**Task details:**
The lines from the start of the data through the line containing "message always manufactures" are to be reproduced exactly, both ends included.

**Entries provided:**

══════════════════════════════

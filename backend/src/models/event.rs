//! Simulation events.
//!
//! An [`Event`] is one occurrence at a point in simulated time: a device
//! raising an alert or a cancellation itself, or receiving one from a
//! neighbour. Events are immutable; propagating a message always manufactures
//! a fresh receive event for each downstream device.
//!
//! # Example
//!
//! ```rust
//! use alert_propagation_core::models::{Event, EventKind};
//!
//! let raised = Event::originate_alert(1, "fire", 0);
//! assert_eq!(raised.kind(), EventKind::OriginateAlert);
//! assert_eq!(raised.source(), None);
//!
//! let heard = raised.forwarded(2, 3);
//! assert_eq!(heard.kind(), EventKind::ReceiveAlert);
//! assert_eq!(heard.time(), 3);
//! assert_eq!(heard.source(), Some(1));
//! ```

use super::DeviceId;
use crate::core::time::SimTime;
use serde::{Deserialize, Serialize};
use std::fmt;

/// What happened to a message at a device
#[derive(Debug, Clone, Copy, PartialEq, Eq, Hash, Serialize, Deserialize)]
#[serde(rename_all = "snake_case")]
pub enum EventKind {
    /// Device raises an alert on its own
    OriginateAlert,
    /// Device raises a cancellation on its own
    OriginateCancel,
    /// Device hears an alert from a neighbour
    ReceiveAlert,
    /// Device hears a cancellation from a neighbour
    ReceiveCancel,
}

impl EventKind {
    /// Whether the device raised the message itself
    pub fn is_originate(self) -> bool {
        matches!(self, EventKind::OriginateAlert | EventKind::OriginateCancel)
    }

    /// Whether the message is a cancellation (as opposed to an alert)
    pub fn is_cancellation(self) -> bool {
        matches!(self, EventKind::OriginateCancel | EventKind::ReceiveCancel)
    }

    /// Kind of the event a neighbour sees when this message is forwarded
    pub fn forwarded(self) -> EventKind {
        if self.is_cancellation() {
            EventKind::ReceiveCancel
        } else {
            EventKind::ReceiveAlert
        }
    }
}

impl fmt::Display for EventKind {
    fn fmt(&self, f: &mut fmt::Formatter<'_>) -> fmt::Result {
        let name = match self {
            EventKind::OriginateAlert => "OriginateAlert",
            EventKind::OriginateCancel => "OriginateCancel",
            EventKind::ReceiveAlert => "ReceiveAlert",
            EventKind::ReceiveCancel => "ReceiveCancel",
        };
        f.write_str(name)
    }
}

/// An immutable, timestamped occurrence at a device
#[derive(Debug, Clone, PartialEq, Eq, Serialize, Deserialize)]
pub struct Event {
    time: SimTime,
    kind: EventKind,
    /// Device raising or receiving the message
    device: DeviceId,
    /// Opaque identifier of the message instance
    description: String,
    /// Forwarding device; `None` for originate events
    #[serde(default, skip_serializing_if = "Option::is_none")]
    source: Option<DeviceId>,
}

impl Event {
    /// Build an event from its raw parts
    ///
    /// No consistency checks happen here; the engine rejects receive events
    /// without a source when it dispatches them.
    pub fn new(
        time: SimTime,
        kind: EventKind,
        device: DeviceId,
        description: impl Into<String>,
        source: Option<DeviceId>,
    ) -> Self {
        Self {
            time,
            kind,
            device,
            description: description.into(),
            source,
        }
    }

    /// Device raises an alert at `time`
    pub fn originate_alert(
        device: DeviceId,
        description: impl Into<String>,
        time: SimTime,
    ) -> Self {
        Self::new(time, EventKind::OriginateAlert, device, description, None)
    }

    /// Device raises a cancellation at `time`
    pub fn originate_cancel(
        device: DeviceId,
        description: impl Into<String>,
        time: SimTime,
    ) -> Self {
        Self::new(time, EventKind::OriginateCancel, device, description, None)
    }

    /// The event `to` sees at `arrival` when this event's device forwards it
    pub fn forwarded(&self, to: DeviceId, arrival: SimTime) -> Self {
        Self {
            time: arrival,
            kind: self.kind.forwarded(),
            device: to,
            description: self.description.clone(),
            source: Some(self.device),
        }
    }

    pub fn time(&self) -> SimTime {
        self.time
    }

    pub fn kind(&self) -> EventKind {
        self.kind
    }

    pub fn device(&self) -> DeviceId {
        self.device
    }

    pub fn description(&self) -> &str {
        &self.description
    }

    pub fn source(&self) -> Option<DeviceId> {
        self.source
    }
}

══════════════════════════════

**Result of the task:**
filename backend/src/models/event.rs
//! Simulation events.
//!
//! An [`Event`] is one occurrence at a point in simulated time: a device
//! raising an alert or a cancellation itself, or receiving one from a
//! neighbour. Events are immutable; propagating a message always manufactures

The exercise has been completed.